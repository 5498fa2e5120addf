// SPDX-License-Identifier: MIT
// SPDX-FileCopyrightText: 2025 Jonathan D. A. Jewell <hyperpolymath>

//! ISO 639-1 language lookup
//!
//! Accepts either a two-letter code or an English language name, with a
//! fuzzy fallback on names for typos ("Turksh" resolves to `tr`).

use serde::Serialize;

use crate::fuzzy::{closest_match, DEFAULT_CUTOFF};

/// (code, English name)
static LANGUAGES: &[(&str, &str)] = &[
    ("aa", "Afar"),
    ("ab", "Abkhazian"),
    ("ae", "Avestan"),
    ("af", "Afrikaans"),
    ("ak", "Akan"),
    ("am", "Amharic"),
    ("an", "Aragonese"),
    ("ar", "Arabic"),
    ("as", "Assamese"),
    ("av", "Avaric"),
    ("ay", "Aymara"),
    ("az", "Azerbaijani"),
    ("ba", "Bashkir"),
    ("be", "Belarusian"),
    ("bg", "Bulgarian"),
    ("bi", "Bislama"),
    ("bm", "Bambara"),
    ("bn", "Bengali"),
    ("bo", "Tibetan"),
    ("br", "Breton"),
    ("bs", "Bosnian"),
    ("ca", "Catalan"),
    ("ce", "Chechen"),
    ("ch", "Chamorro"),
    ("co", "Corsican"),
    ("cr", "Cree"),
    ("cs", "Czech"),
    ("cu", "Church Slavic"),
    ("cv", "Chuvash"),
    ("cy", "Welsh"),
    ("da", "Danish"),
    ("de", "German"),
    ("dv", "Dhivehi"),
    ("dz", "Dzongkha"),
    ("ee", "Ewe"),
    ("el", "Modern Greek (1453-)"),
    ("en", "English"),
    ("eo", "Esperanto"),
    ("es", "Spanish"),
    ("et", "Estonian"),
    ("eu", "Basque"),
    ("fa", "Persian"),
    ("ff", "Fulah"),
    ("fi", "Finnish"),
    ("fj", "Fijian"),
    ("fo", "Faroese"),
    ("fr", "French"),
    ("fy", "Western Frisian"),
    ("ga", "Irish"),
    ("gd", "Scottish Gaelic"),
    ("gl", "Galician"),
    ("gn", "Guarani"),
    ("gu", "Gujarati"),
    ("gv", "Manx"),
    ("ha", "Hausa"),
    ("he", "Hebrew"),
    ("hi", "Hindi"),
    ("ho", "Hiri Motu"),
    ("hr", "Croatian"),
    ("ht", "Haitian"),
    ("hu", "Hungarian"),
    ("hy", "Armenian"),
    ("hz", "Herero"),
    ("ia", "Interlingua"),
    ("id", "Indonesian"),
    ("ie", "Interlingue"),
    ("ig", "Igbo"),
    ("ii", "Sichuan Yi"),
    ("ik", "Inupiaq"),
    ("io", "Ido"),
    ("is", "Icelandic"),
    ("it", "Italian"),
    ("iu", "Inuktitut"),
    ("ja", "Japanese"),
    ("jv", "Javanese"),
    ("ka", "Georgian"),
    ("kg", "Kongo"),
    ("ki", "Kikuyu"),
    ("kj", "Kuanyama"),
    ("kk", "Kazakh"),
    ("kl", "Kalaallisut"),
    ("km", "Central Khmer"),
    ("kn", "Kannada"),
    ("ko", "Korean"),
    ("kr", "Kanuri"),
    ("ks", "Kashmiri"),
    ("ku", "Kurdish"),
    ("kv", "Komi"),
    ("kw", "Cornish"),
    ("ky", "Kirghiz"),
    ("la", "Latin"),
    ("lb", "Luxembourgish"),
    ("lg", "Ganda"),
    ("li", "Limburgan"),
    ("ln", "Lingala"),
    ("lo", "Lao"),
    ("lt", "Lithuanian"),
    ("lu", "Luba-Katanga"),
    ("lv", "Latvian"),
    ("mg", "Malagasy"),
    ("mh", "Marshallese"),
    ("mi", "Maori"),
    ("mk", "Macedonian"),
    ("ml", "Malayalam"),
    ("mn", "Mongolian"),
    ("mr", "Marathi"),
    ("ms", "Malay"),
    ("mt", "Maltese"),
    ("my", "Burmese"),
    ("na", "Nauru"),
    ("nb", "Norwegian Bokmål"),
    ("nd", "North Ndebele"),
    ("ne", "Nepali"),
    ("ng", "Ndonga"),
    ("nl", "Dutch"),
    ("nn", "Norwegian Nynorsk"),
    ("no", "Norwegian"),
    ("nr", "South Ndebele"),
    ("nv", "Navajo"),
    ("ny", "Nyanja"),
    ("oc", "Occitan"),
    ("oj", "Ojibwa"),
    ("om", "Oromo"),
    ("or", "Oriya"),
    ("os", "Ossetian"),
    ("pa", "Panjabi"),
    ("pi", "Pali"),
    ("pl", "Polish"),
    ("ps", "Pushto"),
    ("pt", "Portuguese"),
    ("qu", "Quechua"),
    ("rm", "Romansh"),
    ("rn", "Rundi"),
    ("ro", "Romanian"),
    ("ru", "Russian"),
    ("rw", "Kinyarwanda"),
    ("sa", "Sanskrit"),
    ("sc", "Sardinian"),
    ("sd", "Sindhi"),
    ("se", "Northern Sami"),
    ("sg", "Sango"),
    ("si", "Sinhala"),
    ("sk", "Slovak"),
    ("sl", "Slovenian"),
    ("sm", "Samoan"),
    ("sn", "Shona"),
    ("so", "Somali"),
    ("sq", "Albanian"),
    ("sr", "Serbian"),
    ("ss", "Swati"),
    ("st", "Southern Sotho"),
    ("su", "Sundanese"),
    ("sv", "Swedish"),
    ("sw", "Swahili"),
    ("ta", "Tamil"),
    ("te", "Telugu"),
    ("tg", "Tajik"),
    ("th", "Thai"),
    ("ti", "Tigrinya"),
    ("tk", "Turkmen"),
    ("tl", "Tagalog"),
    ("tn", "Tswana"),
    ("to", "Tonga"),
    ("tr", "Turkish"),
    ("ts", "Tsonga"),
    ("tt", "Tatar"),
    ("tw", "Twi"),
    ("ty", "Tahitian"),
    ("ug", "Uighur"),
    ("uk", "Ukrainian"),
    ("ur", "Urdu"),
    ("uz", "Uzbek"),
    ("ve", "Venda"),
    ("vi", "Vietnamese"),
    ("vo", "Volapük"),
    ("wa", "Walloon"),
    ("wo", "Wolof"),
    ("xh", "Xhosa"),
    ("yi", "Yiddish"),
    ("yo", "Yoruba"),
    ("za", "Zhuang"),
    ("zh", "Chinese"),
    ("zu", "Zulu"),
];

/// A resolved language
#[derive(Debug, Clone, Copy, PartialEq, Eq, Serialize)]
pub struct Language {
    pub code: &'static str,
    pub name: &'static str,
}

/// Everyday names the table spells differently, as (name, code)
static ALIASES: &[(&str, &str)] = &[
    ("Greek", "el"),
    ("Farsi", "fa"),
    ("Mandarin", "zh"),
    ("Flemish", "nl"),
    ("Castilian", "es"),
];

/// Table name without its parenthetical qualifier: "Modern Greek (1453-)" -> "Modern Greek"
fn plain_name(name: &str) -> &str {
    name.find('(').map_or(name, |i| &name[..i]).trim()
}

fn by_code(code: &str) -> Option<&'static (&'static str, &'static str)> {
    LANGUAGES.iter().find(|(c, _)| c.eq_ignore_ascii_case(code))
}

/// Resolve a code or a (possibly misspelled) English name.
///
/// Exact matches on codes, table names, qualifier-free names and aliases are
/// tried before the fuzzy fallback.
pub fn lookup(input: &str) -> Option<Language> {
    let wanted = input.trim();
    if wanted.is_empty() {
        return None;
    }

    let found = by_code(wanted)
        .or_else(|| {
            LANGUAGES.iter().find(|(_, name)| {
                name.eq_ignore_ascii_case(wanted) || plain_name(name).eq_ignore_ascii_case(wanted)
            })
        })
        .or_else(|| {
            ALIASES
                .iter()
                .find(|(alias, _)| alias.eq_ignore_ascii_case(wanted))
                .and_then(|(_, code)| by_code(code))
        })
        .or_else(|| {
            // Compare lowercased so capitalization does not cost edits
            let lowered = wanted.to_lowercase();
            let candidates: Vec<(String, &str)> = LANGUAGES
                .iter()
                .map(|(code, name)| (plain_name(name).to_lowercase(), *code))
                .chain(ALIASES.iter().map(|(alias, code)| (alias.to_lowercase(), *code)))
                .collect();
            let best = closest_match(
                &lowered,
                candidates.iter().map(|(name, _)| name.as_str()),
                DEFAULT_CUTOFF,
            )?;
            let (_, code) = candidates.iter().find(|(name, _)| name == best)?;
            by_code(code)
        })?;

    Some(Language {
        code: found.0,
        name: found.1,
    })
}

/// ISO 639-1 code for a code or name
pub fn language_code(input: &str) -> Option<&'static str> {
    lookup(input).map(|l| l.code)
}

/// English name for a code or name
pub fn language_name(input: &str) -> Option<&'static str> {
    lookup(input).map(|l| l.name)
}

/// Every known language
pub fn all_languages() -> impl Iterator<Item = Language> {
    LANGUAGES.iter().map(|&(code, name)| Language { code, name })
}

•••

=== Aim of the task ===
Once you have found every line in the listing that holds the string "wanted", copy each of them.

=== Written answer ===
    let wanted = input.trim();
    if wanted.is_empty() {
    let found = by_code(wanted)
                name.eq_ignore_ascii_case(wanted) || plain_name(name).eq_ignore_ascii_case(wanted)
                .find(|(alias, _)| alias.eq_ignore_ascii_case(wanted))
            let lowered = wanted.to_lowercase();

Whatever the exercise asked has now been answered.